### Instructions to follow
When the string "HistoryEntry" is part of a line below, that line should be copied.

### Information shown
┌──

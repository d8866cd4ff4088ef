//! Wires the five-message builder to the bus: consumes `context.build.request`,
//! fetches history and the effective profile, and publishes
//! `context.build.response`.

use std::sync::Arc;

use chrono::{DateTime, Utc};
use nx_bus::{Bus, Topic};
use nx_domain::models::{Message as BusMessage, MessageContent, Role};
use nx_domain::tool::ToolDefinition;
use nx_identity::IdentityService;
use nx_store::MessageStore;

use crate::builder::{self, ContextInputs, HistoryEntry, HistoryRole};

/// Snapshot of the currently-registered tool catalog, supplied by whatever
/// owns the tool registry (kept as a closure so this crate doesn't need a
/// compile-time dependency on the tool-executor crate).
pub type ToolCatalogFn = Arc<dyn Fn() -> Vec<ToolDefinition> + Send + Sync>;

pub fn register(
    bus: &Bus,
    identity: Arc<IdentityService>,
    store: Arc<MessageStore>,
    tool_catalog: ToolCatalogFn,
    history_context_size: usize,
) {
    let publish_bus = bus.clone();
    bus.subscribe(Topic::ContextBuildRequest, move |payload| {
        let identity = identity.clone();
        let store = store.clone();
        let tool_catalog = tool_catalog.clone();
        let bus = publish_bus.clone();
        async move {
            let envelope: BusMessage = match serde_json::from_value(payload) {
                Ok(m) => m,
                Err(e) => {
                    tracing::warn!(error = %e, "context builder: malformed request, dropping");
                    return;
                }
            };
            let response = match build_response(&envelope, &identity, &store, &tool_catalog, history_context_size) {
                Ok(response) => response,
                Err(e) => {
                    tracing::error!(error = %e, "context builder: failed to assemble context");
                    error_response(&envelope)
                }
            };
            bus.publish(Topic::ContextBuildResponse, serde_json::to_value(response).unwrap());
        }
    });
}

fn build_response(
    envelope: &BusMessage,
    identity: &IdentityService,
    store: &MessageStore,
    tool_catalog: &ToolCatalogFn,
    history_context_size: usize,
) -> anyhow::Result<BusMessage> {
    let run = envelope
        .content
        .as_run()
        .ok_or_else(|| anyhow::anyhow!("context.build.request payload carries no run"))?;

    let human_input = run
        .first_human_message()
        .and_then(|m| m.content.as_text())
        .unwrap_or("")
        .to_string();

    let history: Vec<HistoryEntry> = store
        .get_history(&run.owner_key, history_context_size)
        .into_iter()
        .filter(|m| m.run_id != run.id)
        .filter_map(to_history_entry)
        .collect();
    let mut history = history;
    history.reverse();

    let (record, _) = identity.get_or_create_identity(&run.owner_key);
    let friends_profile = record
        .prompt_overrides
        .get("friends_profile")
        .or_else(|| record.prompt_overrides.get("learning"))
        .and_then(|v| v.as_str())
        .map(|s| s.to_string());
    let member_since = record.created_at.format("%Y-%m-%d").to_string();

    let client_timestamp_utc: Option<DateTime<Utc>> = run
        .metadata
        .get("client_timestamp_utc")
        .and_then(|v| v.as_str())
        .and_then(|s| DateTime::parse_from_rfc3339(s).ok())
        .map(|dt| dt.with_timezone(&Utc));
    let client_timezone_offset = run
        .metadata
        .get("client_timezone_offset")
        .and_then(|v| v.as_i64())
        .unwrap_or(0);

    let tools = tool_catalog();

    let inputs = ContextInputs {
        history: &history,
        tools: &tools,
        friends_profile: friends_profile.as_deref(),
        member_since: Some(member_since.as_str()),
        client_timestamp_utc,
        client_timezone_offset,
        human_input: &human_input,
    };
    let messages = builder::build(&inputs);

    let mut content = serde_json::Map::new();
    content.insert("status".into(), serde_json::json!("success"));
    content.insert("messages".into(), serde_json::to_value(&messages)?);
    content.insert("tools".into(), serde_json::to_value(&tools)?);

    Ok(BusMessage::new(
        run.id.clone(),
        run.owner_key.clone(),
        Role::System,
        MessageContent::Map(content),
    ))
}

fn error_response(envelope: &BusMessage) -> BusMessage {
    let (run_id, owner_key) = match envelope.content.as_run() {
        Some(run) => (run.id.clone(), run.owner_key.clone()),
        None => (envelope.run_id.clone(), envelope.owner_key.clone()),
    };
    let mut content = serde_json::Map::new();
    content.insert("status".into(), serde_json::json!("error"));
    content.insert("messages".into(), serde_json::json!([]));
    content.insert("tools".into(), serde_json::json!([]));
    BusMessage::new(run_id, owner_key, Role::System, MessageContent::Map(content))
}

fn to_history_entry(message: BusMessage) -> Option<HistoryEntry> {
    let role = match message.role {
        Role::Human => HistoryRole::Human,
        Role::Ai => HistoryRole::Ai,
        _ => return None,
    };
    let content = message.content.as_text()?.to_string();
    Some(HistoryEntry {
        timestamp: message.timestamp,
        role,
        content,
    })
}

└──

### Response area
use crate::builder::{self, ContextInputs, HistoryEntry, HistoryRole};
    let history: Vec<HistoryEntry> = store
fn to_history_entry(message: BusMessage) -> Option<HistoryEntry> {
    Some(HistoryEntry {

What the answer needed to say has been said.